With fewer moving parts, they are sturdier and smaller than DSLRs, but can still take pictures that rival DSLR quality — perfect for “prosumers.” Manufacturers charge a premium for these cameras, with many models being priced higher than their entry-level DSLRs.
So it’s really bad news for camera makers that even that mirrorless segment is showing signs of slowing too. According to the Camera & Imaging Products Association, sales of mirrorless cameras are down 18.5% compared to last year.
What’s changed in that time? Well consumers aren’t any more willing to lug those full-sized DSLRs around as their daily-use camera and they sure as heck aren’t buying point-and-shoots instead. What has happened, though, is an arms race in smartphone cameras.
The latest generation of flagship smartphones include built-in cameras capable of taking pictures good enough to convince consumers they don’t need a mirrorless camera either. While a 5 megapixel smartphone camera was a big deal a few years ago, current models are sporting 13MP cameras with advanced features like image stabilization, LED flash, panorama mode and smile detection.
Nokia, for one, is trying to build an identity around itself as the builder of Windows 8 smartphones made for photographers, emphasizing the camera capabilities of its Lumia line. The company’s latest offering, the Lumia 1020, packs a 41MP camera with 6-element lens, optical image stabilization and a Xenon flash.
The company has its own digital cameras, including the Alpha professional line (a DSLR equivalent), NEX mirrorless cameras and Cyber-shot compact cameras. It’s made inroads against Canon and Nikon in selling premium cameras in recent years, but has also been actively developing camera technology for smartphones — and not just its own Xperia.

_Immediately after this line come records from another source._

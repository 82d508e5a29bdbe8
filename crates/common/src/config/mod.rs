//! Configuration management for the CalcTree service
//!
//! Supports loading configuration from:
//! - Environment variables (prefixed with APP__)
//! - Configuration files (config.toml, config.yaml)
//! - Default values

use config::{Config, ConfigError, Environment, File};
use serde::{Deserialize, Serialize};
use std::time::Duration;

/// Main application configuration
#[derive(Debug, Clone, Deserialize, Serialize)]
pub struct AppConfig {
    /// Server configuration
    pub server: ServerConfig,

    /// Database configuration
    pub database: DatabaseConfig,

    /// Authentication configuration
    pub auth: AuthConfig,

    /// Observability configuration
    pub observability: ObservabilityConfig,
}

#[derive(Debug, Clone, Deserialize, Serialize)]
pub struct ServerConfig {
    /// Host to bind to
    #[serde(default = "default_host")]
    pub host: String,

    /// Port to listen on
    #[serde(default = "default_port")]
    pub port: u16,

    /// Request timeout in seconds
    #[serde(default = "default_request_timeout")]
    pub request_timeout_secs: u64,

    /// Shutdown timeout in seconds
    #[serde(default = "default_shutdown_timeout")]
    pub shutdown_timeout_secs: u64,
}

#[derive(Debug, Clone, Deserialize, Serialize)]
pub struct DatabaseConfig {
    /// Database URL
    pub url: String,

    /// Maximum number of connections
    #[serde(default = "default_max_connections")]
    pub max_connections: u32,

    /// Minimum number of connections
    #[serde(default = "default_min_connections")]
    pub min_connections: u32,

    /// Connection timeout in seconds
    #[serde(default = "default_connect_timeout")]
    pub connect_timeout_secs: u64,

    /// Idle timeout in seconds
    #[serde(default = "default_idle_timeout")]
    pub idle_timeout_secs: u64,
}

#[derive(Debug, Clone, Deserialize, Serialize)]
pub struct AuthConfig {
    /// JWT secret for token signing (required at startup, no fallback)
    pub jwt_secret: Option<String>,

    /// JWT expiration in seconds
    #[serde(default = "default_jwt_expiration")]
    pub jwt_expiration_secs: u64,

    /// Password reset token lifetime in seconds
    #[serde(default = "default_reset_token_ttl")]
    pub reset_token_ttl_secs: u64,
}

#[derive(Debug, Clone, Deserialize, Serialize)]
pub struct ObservabilityConfig {
    /// Log level (debug, info, warn, error)
    #[serde(default = "default_log_level")]
    pub log_level: String,

    /// Enable JSON logging
    #[serde(default = "default_json_logging")]
    pub json_logging: bool,

    /// Metrics port (0 to disable)
    #[serde(default = "default_metrics_port")]
    pub metrics_port: u16,

    /// Service name for tracing
    #[serde(default = "default_service_name")]
    pub service_name: String,
}

// Default value functions
fn default_host() -> String {
    "0.0.0.0".to_string()
}
fn default_port() -> u16 {
    8080
}
fn default_request_timeout() -> u64 {
    30
}
fn default_shutdown_timeout() -> u64 {
    30
}
fn default_max_connections() -> u32 {
    20
}
fn default_min_connections() -> u32 {
    2
}
fn default_connect_timeout() -> u64 {
    10
}
fn default_idle_timeout() -> u64 {
    300
}
fn default_jwt_expiration() -> u64 {
    86_400 // 24 hours
}
fn default_reset_token_ttl() -> u64 {
    900 // 15 minutes
}
fn default_log_level() -> String {
    "info".to_string()
}
fn default_json_logging() -> bool {
    true
}
fn default_metrics_port() -> u16 {
    9090
}
fn default_service_name() -> String {
    "calctree".to_string()
}

impl AppConfig {
    /// Load configuration from environment and files
    pub fn load() -> Result<Self, ConfigError> {
        let env = std::env::var("APP_ENV").unwrap_or_else(|_| "development".to_string());

        let config = Config::builder()
            // Start with defaults
            .set_default("server.host", "0.0.0.0")?
            .set_default("server.port", 8080)?
            // Load base config file
            .add_source(File::with_name("config/default").required(false))
            // Load environment-specific config
            .add_source(File::with_name(&format!("config/{}", env)).required(false))
            // Load local overrides
            .add_source(File::with_name("config/local").required(false))
            // Load from environment variables with APP__ prefix
            // e.g., APP__SERVER__PORT=8081
            .add_source(
                Environment::with_prefix("APP")
                    .separator("__")
                    .try_parsing(true),
            )
            .build()?;

        config.try_deserialize()
    }

    /// Get request timeout as Duration
    pub fn request_timeout(&self) -> Duration {
        Duration::from_secs(self.server.request_timeout_secs)
    }

    /// Get shutdown timeout as Duration
    pub fn shutdown_timeout(&self) -> Duration {
        Duration::from_secs(self.server.shutdown_timeout_secs)
    }

    /// Get reset token lifetime as Duration
    pub fn reset_token_ttl(&self) -> Duration {
        Duration::from_secs(self.auth.reset_token_ttl_secs)
    }
}

impl Default for AppConfig {
    fn default() -> Self {
        Self {
            server: ServerConfig {
                host: default_host(),
                port: default_port(),
                request_timeout_secs: default_request_timeout(),
                shutdown_timeout_secs: default_shutdown_timeout(),
            },
            database: DatabaseConfig {
                url: "postgres://localhost/calctree".to_string(),
                max_connections: default_max_connections(),
                min_connections: default_min_connections(),
                connect_timeout_secs: default_connect_timeout(),
                idle_timeout_secs: default_idle_timeout(),
            },
            auth: AuthConfig {
                jwt_secret: None,
                jwt_expiration_secs: default_jwt_expiration(),
                reset_token_ttl_secs: default_reset_token_ttl(),
            },
            observability: ObservabilityConfig {
                log_level: default_log_level(),
                json_logging: default_json_logging(),
                metrics_port: default_metrics_port(),
                service_name: default_service_name(),
            },
        }
    }
}

#[cfg(test)]
mod tests {
    use super::*;

    #[test]
    fn test_defaults() {
        let config = AppConfig::default();
        assert_eq!(config.server.port, 8080);
        assert_eq!(config.auth.jwt_expiration_secs, 86_400);
        assert_eq!(config.reset_token_ttl(), Duration::from_secs(900));
        assert!(config.auth.jwt_secret.is_none());
    }

    #[test]
    fn test_timeouts_as_durations() {
        let config = AppConfig::default();
        assert_eq!(config.request_timeout(), Duration::from_secs(30));
        assert_eq!(config.shutdown_timeout(), Duration::from_secs(30));
    }
}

Apple’s iPhone 5 — which was arguably the most anticipated smartphone of 2012 — uses a Sony camera sensor. And now Sony is prepping a pair of all-in-one camera lenses that combine a big image sensor, optical zoom lens and processing inside a self-contained unit that snaps onto smartphones, using the smartphone display for framing and review.
In other words, it’s “prosumer” quality but also tiny, integrated with your existing smartphone, can be migrated to future devices and is removable if you don’t want a lens permanently sticking out your phone a la the Galaxy S4 Zoom.
That brings us back to Nikon. The bottom line: The company is having problems and they’re only going to get worse. This year started out okay, but shrinking sales in all segments (including DSLRs) paint a much uglier picture.
After a forecast of decreased demand and falling prices in February, Nikon’s stock took a 19% plunge (the largest single day hit it’s taken since 1985). In early August, the company released revised profit expectations based on lower sales, causing Nikon’s stock dropped 14%. Nikon is now down 40% on the year.
Plus, while cameras are just one division for Sony and part of a product mix that includes printers, scanners, projectors and medical equipment for Canon, Nikon is highly dependent on camera sales. Its Precision Equipment business is small potatoes, shrinking and according to its August earnings report, currently running at a loss.
With continually eroding compact camera sales, DSLRs under price pressure and now mirrorless cameras beginning to lose ground in a big way to smartphones, camera manufacturers like Nikon can’t sit still or they could become the next Kodak.
As of this writing, Brad Moon did not hold a position in any of the aforementioned securities.